In a recent article on Kelly here at The Edge, the evolutionary argument is summarised clearly. The ideas discussed above were covered. One point of significance was this one.

There are two strands in technology: There's evolutionary change and there's developmental change, just like in our own bodies most of what we experience as individuals is developmental. So while we're growing up we start off as an egg and we become a blastocyst and then we become an embryo and then become a fetus and then newborn. That trajectory is very determined and developmental. And then there is also within us, these other forces of mutation in our genes, which are more evolutionary. A lot of what we see in technology is not evolutionary, it's developmental, meaning that if we were to look at a thousand or a million different planets with sentient life and civilizations, we would find that there's a general developmental course for the course of technology on a planet, in the sense that you would have a natural occurrence of pottery before you have electronics, whatever it is. There are certain precursors to certain technologies, and the same thing is happening right now on the growth of this connected world. There are certain developmental stages, and part of this is a cyclic thing where there's a period of openness, then a period of consolidation, and then the next rev of that is open while things kind of settle, and then that becomes consolidated and there are respiration cycles.

What is present in the interview and not the book is the sense of the linkages between technologies.

The ordinary pen you use every day seems very simple but it probably took 100 different technologies to make this pen technology, technologies of plastic, ink, ball bearing, metal, and each of those different technologies probably themselves required another 100 sub-technologies to support it and, of course, there's kind of a circular way in which pens might be necessary to make a ball bearing in the same way that electricity is necessary to make a generator, and a generator may be necessary to make the wires of an electrical system. A hammer requires a handle and a head, and the saw requires the hammer to make the saw that cuts the handle, so there is a sense in which all of this is very recursive and that there is a network of different supporting technologies, and that the whole web of all these things I call the technium. The technium is that largest network of all the technologies working together to support each other, and while this pen is definitely not alive, there is a sense in which the technium as a whole exhibits life-like behaviors in the same way that your neuron doesn't really think, but the network of neurons in your brain can make an idea. And so I look at the network of all the technology in the world, past and present, as forming a system that seems to have its own urges and tendencies.


The book What Technology Wants doesn't ignore some of the subtler points of the human use of technology although in the end it paints over these somewhat with the rather singular point it is hammering home. While Brian Arthur's 'The Nature of Technology' leave much understated or unsaid at all, by leaving open space the reader starts to work out the implications for themselves. In the way Arthur writes in an open sketchy style. Kelly on the other hand writes in rather slow moving style with the end always clearly insight.

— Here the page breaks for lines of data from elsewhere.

//! A frame-driven interpolator: ordered segments of
//! (target, property, start value, end value, duration, easing) sampled
//! against an elapsed-time cursor that can play in either direction.

use super::ease::{lerp, Ease};

pub type TargetId = usize;

#[derive(Clone, Copy, Debug, PartialEq, Eq, Hash)]
pub enum Prop {
    Opacity,
    TranslateX,
    TranslateY,
    Scale,
    RotateX,
    RotateY,
    /// Normalized glow intensity, mapped to a shadow by the presentation layer.
    Glow,
}

impl Prop {
    /// The value a property holds when an element is at rest.
    pub fn resting(self) -> f64 {
        match self {
            Prop::Opacity | Prop::Scale => 1.0,
            _ => 0.0,
        }
    }
}

#[derive(Clone, Copy, Debug)]
pub struct PropSpan {
    pub prop: Prop,
    pub from: f64,
    pub to: f64,
}

impl PropSpan {
    pub fn new(prop: Prop, from: f64, to: f64) -> Self {
        Self { prop, from, to }
    }

    pub fn to_resting(prop: Prop, from: f64) -> Self {
        Self { prop, from, to: prop.resting() }
    }
}

#[derive(Clone, Copy, Debug, PartialEq)]
pub struct StyleUpdate {
    pub target: TargetId,
    pub prop: Prop,
    pub value: f64,
}

/// Placement of a new segment on the timeline.
#[derive(Clone, Copy, Debug)]
pub enum At {
    /// Immediately after everything added so far.
    Seq,
    /// Relative to the current end; negative values overlap the predecessor.
    Offset(f64),
    /// Absolute time from the timeline start.
    Abs(f64),
}

#[derive(Clone, Copy, Debug, PartialEq, Eq)]
pub enum Direction {
    Forward,
    Backward,
}

#[derive(Clone, Copy, Debug, PartialEq, Eq)]
pub enum Repeat {
    None,
    /// Bounce between start and end indefinitely.
    Yoyo,
}

#[derive(Clone, Debug)]
struct Segment {
    target: TargetId,
    spans: Vec<PropSpan>,
    start: f64,
    duration: f64,
    ease: Ease,
}

#[derive(Clone, Debug)]
pub struct Timeline {
    segments: Vec<Segment>,
    total: f64,
    elapsed: f64,
    direction: Direction,
    repeat: Repeat,
    paused: bool,
    settled: bool,
}

impl Default for Timeline {
    fn default() -> Self {
        Self::new()
    }
}

impl Timeline {
    pub fn new() -> Self {
        Self {
            segments: Vec::new(),
            total: 0.0,
            elapsed: 0.0,
            direction: Direction::Forward,
            repeat: Repeat::None,
            paused: false,
            settled: false,
        }
    }

    pub fn tween(
        &mut self,
        target: TargetId,
        spans: Vec<PropSpan>,
        duration: f64,
        ease: Ease,
        at: At,
    ) -> &mut Self {
        let start = match at {
            At::Seq => self.total,
            At::Offset(offset) => (self.total + offset).max(0.0),
            At::Abs(time) => time.max(0.0),
        };
        self.total = self.total.max(start + duration);
        self.segments.push(Segment { target, spans, start, duration, ease });
        self
    }

    /// A zero-duration write, applied once the cursor reaches `at`.
    pub fn set(&mut self, target: TargetId, prop: Prop, value: f64, at: At) -> &mut Self {
        self.tween(target, vec![PropSpan::new(prop, value, value)], 0.0, Ease::Linear, at)
    }

    pub fn set_repeat(&mut self, repeat: Repeat) -> &mut Self {
        self.repeat = repeat;
        self
    }

    /// Hold at the current point until a play call resumes the cursor.
    pub fn pause(&mut self) -> &mut Self {
        self.paused = true;
        self
    }

    pub fn play_forward(&mut self) {
        self.direction = Direction::Forward;
        self.paused = false;
        self.settled = false;
    }

    pub fn play_backward(&mut self) {
        self.direction = Direction::Backward;
        self.paused = false;
        self.settled = false;
    }

    pub fn seek(&mut self, time: f64) {
        self.elapsed = time.clamp(0.0, self.total);
    }

    pub fn elapsed(&self) -> f64 {
        self.elapsed
    }

    pub fn total_duration(&self) -> f64 {
        self.total
    }

    pub fn direction(&self) -> Direction {
        self.direction
    }

    pub fn is_paused(&self) -> bool {
        self.paused
    }

    pub fn at_start(&self) -> bool {
        self.elapsed <= 0.0
    }

    pub fn at_end(&self) -> bool {
        self.elapsed >= self.total
    }

    pub fn advance(&mut self, dt: f64) {
        if self.paused {
            return;
        }
        match self.direction {
            Direction::Forward => self.elapsed += dt,
            Direction::Backward => self.elapsed -= dt,
        }
        match self.repeat {
            Repeat::None => self.elapsed = self.elapsed.clamp(0.0, self.total),
            Repeat::Yoyo => self.elapsed = self.elapsed.max(0.0),
        }
    }

    /// Where the cursor sits inside `[0, total]` after folding yoyo repeats.
    fn effective_time(&self) -> f64 {
        match self.repeat {
            Repeat::None => self.elapsed,
            Repeat::Yoyo => {
                if self.total <= 0.0 {
                    return 0.0;
                }
                let period = 2.0 * self.total;
                let m = self.elapsed.rem_euclid(period);
                if m <= self.total {
                    m
                } else {
                    period - m
                }
            }
        }
    }

    /// Sample every segment the cursor has reached. Segments still ahead of
    /// the cursor emit nothing, so an element keeps its authored style until
    /// its step actually begins.
    pub fn sample_into(&self, out: &mut Vec<StyleUpdate>) {
        let t = self.effective_time();
        for segment in &self.segments {
            if t < segment.start {
                continue;
            }
            let progress = if segment.duration > 0.0 {
                ((t - segment.start) / segment.duration).clamp(0.0, 1.0)
            } else {
                1.0
            };
            let eased = segment.ease.sample(progress);
            for span in &segment.spans {
                out.push(StyleUpdate {
                    target: segment.target,
                    prop: span.prop,
                    value: lerp(span.from, span.to, eased),
                });
            }
        }
    }

    /// Advance and sample in one step. Returns false once the timeline has
    /// settled on a boundary and has nothing further to emit.
    pub fn tick(&mut self, dt: f64, out: &mut Vec<StyleUpdate>) -> bool {
        if self.paused || (self.repeat == Repeat::None && self.settled) {
            return false;
        }
        self.advance(dt);
        self.sample_into(out);
        if self.repeat == Repeat::None {
            self.settled = match self.direction {
                Direction::Forward => self.at_end(),
                Direction::Backward => self.at_start(),
            };
        }
        true
    }
}

#[cfg(test)]
mod tests {
    use super::*;

    fn value_of(updates: &[StyleUpdate], target: TargetId, prop: Prop) -> Option<f64> {
        updates
            .iter()
            .rev()
            .find(|u| u.target == target && u.prop == prop)
            .map(|u| u.value)
    }

    fn close(a: f64, b: f64) -> bool {
        (a - b).abs() < 1e-9
    }

    #[test]
    fn steps_run_in_declared_order_with_overlap() {
        let mut tl = Timeline::new();
        tl.tween(0, vec![PropSpan::new(Prop::Opacity, 0.0, 1.0)], 1.0, Ease::Linear, At::Seq);
        tl.tween(1, vec![PropSpan::new(Prop::Opacity, 0.0, 1.0)], 1.0, Ease::Linear, At::Offset(-0.2));
        tl.tween(2, vec![PropSpan::new(Prop::Opacity, 0.0, 1.0)], 1.0, Ease::Linear, At::Seq);

        // Second step overlaps the first by 0.2s, third starts after it ends.
        assert!(close(tl.total_duration(), 2.8));

        let mut out = Vec::new();
        tl.seek(0.9);
        tl.sample_into(&mut out);
        assert!(close(value_of(&out, 0, Prop::Opacity).unwrap(), 0.9));
        assert!(close(value_of(&out, 1, Prop::Opacity).unwrap(), 0.1));
        assert_eq!(value_of(&out, 2, Prop::Opacity), None);
    }

    #[test]
    fn pending_segments_emit_nothing() {
        let mut tl = Timeline::new();
        tl.tween(0, vec![PropSpan::new(Prop::TranslateY, 50.0, 0.0)], 0.8, Ease::Linear, At::Abs(0.5));
        let mut out = Vec::new();
        tl.sample_into(&mut out);
        assert!(out.is_empty());
        tl.seek(0.5);
        tl.sample_into(&mut out);
        assert!(close(value_of(&out, 0, Prop::TranslateY).unwrap(), 50.0));
    }

    #[test]
    fn set_applies_once_reached() {
        let mut tl = Timeline::new();
        tl.set(3, Prop::Opacity, 1.0, At::Abs(0.0));
        let mut out = Vec::new();
        tl.sample_into(&mut out);
        assert!(close(value_of(&out, 3, Prop::Opacity).unwrap(), 1.0));
    }

    #[test]
    fn reverse_resumes_from_current_point() {
        let mut tl = Timeline::new();
        tl.tween(0, vec![PropSpan::new(Prop::RotateY, 0.0, 180.0)], 0.6, Ease::Linear, At::Seq);
        let mut out = Vec::new();
        assert!(tl.tick(0.3, &mut out));
        assert!(close(value_of(&out, 0, Prop::RotateY).unwrap(), 90.0));

        tl.play_backward();
        out.clear();
        tl.tick(0.15, &mut out);
        assert!(close(value_of(&out, 0, Prop::RotateY).unwrap(), 45.0));
    }

    #[test]
    fn settles_exactly_on_boundaries() {
        let mut tl = Timeline::new();
        tl.tween(0, vec![PropSpan::new(Prop::Opacity, 0.0, 1.0)], 1.0, Ease::PowerOut(4), At::Seq);
        let mut out = Vec::new();
        assert!(tl.tick(5.0, &mut out));
        assert_eq!(value_of(&out, 0, Prop::Opacity), Some(1.0));
        // Settled timelines stop emitting until played again.
        out.clear();
        assert!(!tl.tick(0.016, &mut out));
        assert!(out.is_empty());

        tl.play_backward();
        assert!(tl.tick(5.0, &mut out));
        assert_eq!(value_of(&out, 0, Prop::Opacity), Some(0.0));
    }

    #[test]
    fn yoyo_folds_back_and_never_settles() {
        let mut tl = Timeline::new();
        tl.tween(0, vec![PropSpan::new(Prop::Glow, 0.0, 1.0)], 1.5, Ease::Linear, At::Seq);
        tl.set_repeat(Repeat::Yoyo);

        let mut out = Vec::new();
        assert!(tl.tick(1.5, &mut out));
        assert_eq!(value_of(&out, 0, Prop::Glow), Some(1.0));

        out.clear();
        assert!(tl.tick(0.75, &mut out));
        assert!(close(value_of(&out, 0, Prop::Glow).unwrap(), 0.5));

        out.clear();
        assert!(tl.tick(2.25, &mut out));
        assert!(close(value_of(&out, 0, Prop::Glow).unwrap(), 1.0));
    }

    #[test]
    fn paused_timeline_holds_still() {
        let mut tl = Timeline::new();
        tl.tween(0, vec![PropSpan::new(Prop::Scale, 1.0, 1.02)], 0.4, Ease::Linear, At::Seq);
        tl.pause();
        let mut out = Vec::new();
        assert!(!tl.tick(1.0, &mut out));
        assert!(out.is_empty());
        assert!(tl.at_start());

        tl.play_forward();
        assert!(tl.tick(1.0, &mut out));
        assert_eq!(value_of(&out, 0, Prop::Scale), Some(1.02));
    }
}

This book is disturbing in one important respect. While anybody with a sense of history and being literate in the innovation studies of the last twenty years will fight with the book for most of the journey, it does nonetheless leave the reader with an uneasy feeling. That uneasy feeling is that despite all the problems with the technicalities of the argument, Kelly's bigger point is probably more accurate than inaccurate.

I don't naturally gravitate to evolutionary arguments because the focus tends to be on change and the mechanism (carriers like DNA) of those changes rather than the interdependencies that interlock with those changes. That is why I have started playing around with the 'technosphere' concepts.

But as an initial sketch and a call to take technology more seriously than we have been to this point, Kelly is worth paying serious attention to. Whether you call it the Technium, the Technosphere or something more intelligent it is time to work on technology as an integrated subject matter.